Caractéristiques dynamiques du mouvement de poursuite oculaire

Les caractéristiques générales de la poursuite oculaire 

La poursuite oculaire est utilisée par les humains et les primates non-humains pour suivre un objet en mouvement. Le but de la poursuite oculaire est de stabiliser l’image de cet objet sur la fovéa, afin de favoriser la vision en haute définition de l’objet mobile sélectionné. Le système doit évaluer la vitesse de cet objet puis programmer une commande motrice. L’exécution de cette commande tend à annuler la vitesse rétinienne de l’objet, qui dès lors n’est plus mesurable. Cette séquence met en jeu deux phases distinctes, les questions sont alors de comprendre quels signaux permettent le maintien d’un mouvement de poursuite oculaire et quelles sont les informations utilisées pour commander l’activité musculaire ?

Caractéristiques dynamiques du mouvement de poursuite oculaire

Pour répondre à ces questions, la description de la dynamique du comportement de poursuite se fait grâce à plusieurs mesures, en fonction des méthodologies utilisées et des périodes du mouvement. La mesure principale consiste à calculer la vitesse de l’œil, et à établir un gain de vitesse, qui est égal au ratio de la vitesse oculaire par rapport à celle de la cible. Une calcul du gain proche ou égale à 1 constitue une validation de la poursuite en cours. Les autres mesures s’étendent du calcul de l’erreur de position de l’œil par rapport à la cible, de l’accélération de l’œil, de la durée du mouvement, du nombre de saccades intrusives, et de la latence de la poursuite. Lorsque l’on demande à un sujet de suivre une cible à vitesse constante décrivant un mouvement horizontal de la gauche vers la droite .

On voit sur ce profil que l’œil ne commence pas son mouvement de manière synchrone avec l’objet, mais commence après une période de latence. Cette phase de latence est de l’ordre de 80-120 ms chez l’humain (Carl & Gellman, 1987 ; Krauzlis, 2004). Elle est suivie par une phase durant laquelle l’œil accélère (~100 ms). Selon les protocoles utilisés, cette phase d’accélération est composée d’une saccade de rattrapage, présente ici, ou non (i.e : Rashbass, 1960). Après la phase pré saccadique et la saccade de rattrapage, la vitesse de l’œil se stabilise à la même vitesse que celle de la cible après ~300 ms, et ce jusqu’à la fin du mouvement de la cible. Dans une certaine mesure nous sommes capable de poursuivre des cibles mobiles atteignant une vitesse de 100 °/s (Meyer et al., 1985), dont le mouvement est contaminé par un nombre de saccades croissant, lorsque la vitesse de la cible dépasse 30 °/s. Nous l’évoquerons brièvement mais les réseaux cérébraux impliqués dans la génération de poursuite oculaire et la génération des saccades présentent des similitudes (Krauzlis, 2004, 2005). La poursuite est séparée en deux phases (Tychsen & Lisberger, 1986), la phase d’initiation et la phase de maintenance. Ces deux phases distinctes sont régies par des signaux différents, et peuvent être modulées par de nombreux facteurs.
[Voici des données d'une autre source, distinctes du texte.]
//! Field Area Component
//!
//! Renders the active intent's controls, keeps "Other" companions in step
//! with their selects, and submits on Enter.

use composer_core::{plan_fields, Control, FieldSpec, FormState, SelectOption};
use gloo_timers::future::TimeoutFuture;
use leptos::prelude::*;
use leptos::task::spawn_local;
use wasm_bindgen::JsCast;

use crate::compose::{run_generate, schedule_live_preview};
use crate::context::AppContext;
use crate::store::{use_app_store, AppStateStoreFields};

use super::PartsEditor;

const FIRST_CONTROL_SELECTOR: &str =
    ".field-area .field:not([hidden]) input:not([type=hidden]), .field-area .field:not([hidden]) select, .field-area .field:not([hidden]) textarea";

fn focus_first_control() {
    let Some(document) = web_sys::window().and_then(|w| w.document()) else {
        return;
    };
    if let Ok(Some(element)) = document.query_selector(FIRST_CONTROL_SELECTOR) {
        if let Some(element) = element.dyn_ref::<web_sys::HtmlElement>() {
            let _ = element.focus();
        }
    }
}

/// Field list for the selected intent
#[component]
pub fn FieldArea() -> impl IntoView {
    let ctx = use_context::<AppContext>().expect("AppContext should be provided");
    let store = use_app_store();

    // Rebuild the form whenever the selection (or the catalog behind it) changes
    Effect::new(move |_| {
        let selected = store.selected().get();
        let plan = plan_fields(&store.catalog().read(), selected.as_deref());
        let defaults = store.defaults().get_untracked();
        let form = plan.map(|plan| {
            let mut form = FormState::new(plan);
            form.apply_defaults(&defaults);
            form
        });
        let has_fields = form.as_ref().is_some_and(|f| !f.fields().is_empty());
        ctx.highlighted.set(Default::default());
        ctx.form.set(form);
        if has_fields {
            spawn_local(async {
                TimeoutFuture::new(0).await;
                focus_first_control();
            });
        }
    });

    // Only re-render the control list when the plan itself changes
    let plan = Memo::new(move |_| ctx.form.with(|f| f.as_ref().map(|f| f.plan().clone())));

    let on_keydown = move |ev: web_sys::KeyboardEvent| {
        if ev.key() == "Enter" && !ev.shift_key() {
            ev.prevent_default();
            run_generate(ctx, store);
        }
    };

    view! {
        <section class="field-area" on:keydown=on_keydown>
            {move || match plan.get() {
                None => view! {
                    <p class="field-area-empty">"Pick a message type to start."</p>
                }.into_any(),
                Some(plan) if plan.fields.is_empty() => view! {
                    <p class="field-area-empty">"This message type has no fields."</p>
                }.into_any(),
                Some(plan) => plan.fields.into_iter()
                    .map(|spec| view! { <FieldControl spec=spec /> })
                    .collect_view()
                    .into_any(),
            }}
            <div class="field-area-actions">
                <button
                    type="button"
                    class="generate-btn"
                    disabled=move || ctx.busy.get()
                    on:click=move |_| run_generate(ctx, store)
                >
                    {move || if ctx.busy.get() { "Generating…" } else { "Generate" }}
                </button>
            </div>
        </section>
    }
}

/// One labelled control bound to a form key
#[component]
fn FieldControl(spec: FieldSpec) -> impl IntoView {
    let ctx = use_context::<AppContext>().expect("AppContext should be provided");
    let store = use_app_store();
    let key = StoredValue::new(spec.key.clone());

    let value = move || {
        ctx.form.with(|f| {
            f.as_ref()
                .map(|f| key.with_value(|k| f.value(k).to_string()))
                .unwrap_or_default()
        })
    };
    let visible = move || {
        ctx.form
            .with(|f| f.as_ref().is_some_and(|f| key.with_value(|k| f.is_visible(k))))
    };
    let required = move || {
        ctx.form
            .with(|f| f.as_ref().is_some_and(|f| key.with_value(|k| f.is_required(k))))
    };
    let field_class = move || {
        let missing = ctx.highlighted.with(|h| key.with_value(|k| h.contains(k)));
        match (required(), missing) {
            (_, true) => "field required missing",
            (true, false) => "field required",
            (false, false) => "field",
        }
    };
    let set_value = move |text: String| {
        ctx.update_form(|form| key.with_value(|k| form.set_value(k, text)));
        schedule_live_preview(ctx, store);
    };

    let placeholder = spec.placeholder.clone().unwrap_or_default();
    let control = match spec.control {
        Control::Date => view! {
            <input
                type="date"
                prop:value=value
                on:input=move |ev| set_value(event_target_value(&ev))
            />
        }.into_any(),
        Control::MultiLine => view! {
            <textarea
                rows="4"
                placeholder=placeholder
                prop:value=value
                on:input=move |ev| set_value(event_target_value(&ev))
            ></textarea>
        }.into_any(),
        Control::Select(options) => view! {
            <select on:change=move |ev| set_value(event_target_value(&ev))>
                {options.into_iter().map(|SelectOption { value: option_value, label }| {
                    let current = option_value.clone();
                    view! {
                        <option
                            value=option_value
                            prop:selected=move || value() == current
                        >
                            {label}
                        </option>
                    }
                }).collect_view()}
            </select>
        }.into_any(),
        Control::Text => view! {
            <input
                type="text"
                placeholder=placeholder
                prop:value=value
                on:input=move |ev| set_value(event_target_value(&ev))
            />
        }.into_any(),
        Control::Parts => view! { <PartsEditor field_key=key /> }.into_any(),
    };

    view! {
        <div class=field_class data-field=spec.key.clone() hidden=move || !visible()>
            <label class="field-label">
                {spec.label.clone()}
                <Show when=required>
                    <span class="field-required-mark">"*"</span>
                </Show>
            </label>
            {control}
        </div>
    }
}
Un système à deux composantes 

La phase d’initiation
La phase d’initiation est considérée comme une réponse en boucle ouverte (open loop), ce qui signifie que le système ne bénéficie pas d’information rétroactive provenant du mouvement de l’oeil lui-même (Figure 2.2). Durant cette phase, la poursuite est gouvernée seulement par le signal visuel, et les propriétés de l’image rétinienne. Cette phase d’initiation est régie par des signaux différents.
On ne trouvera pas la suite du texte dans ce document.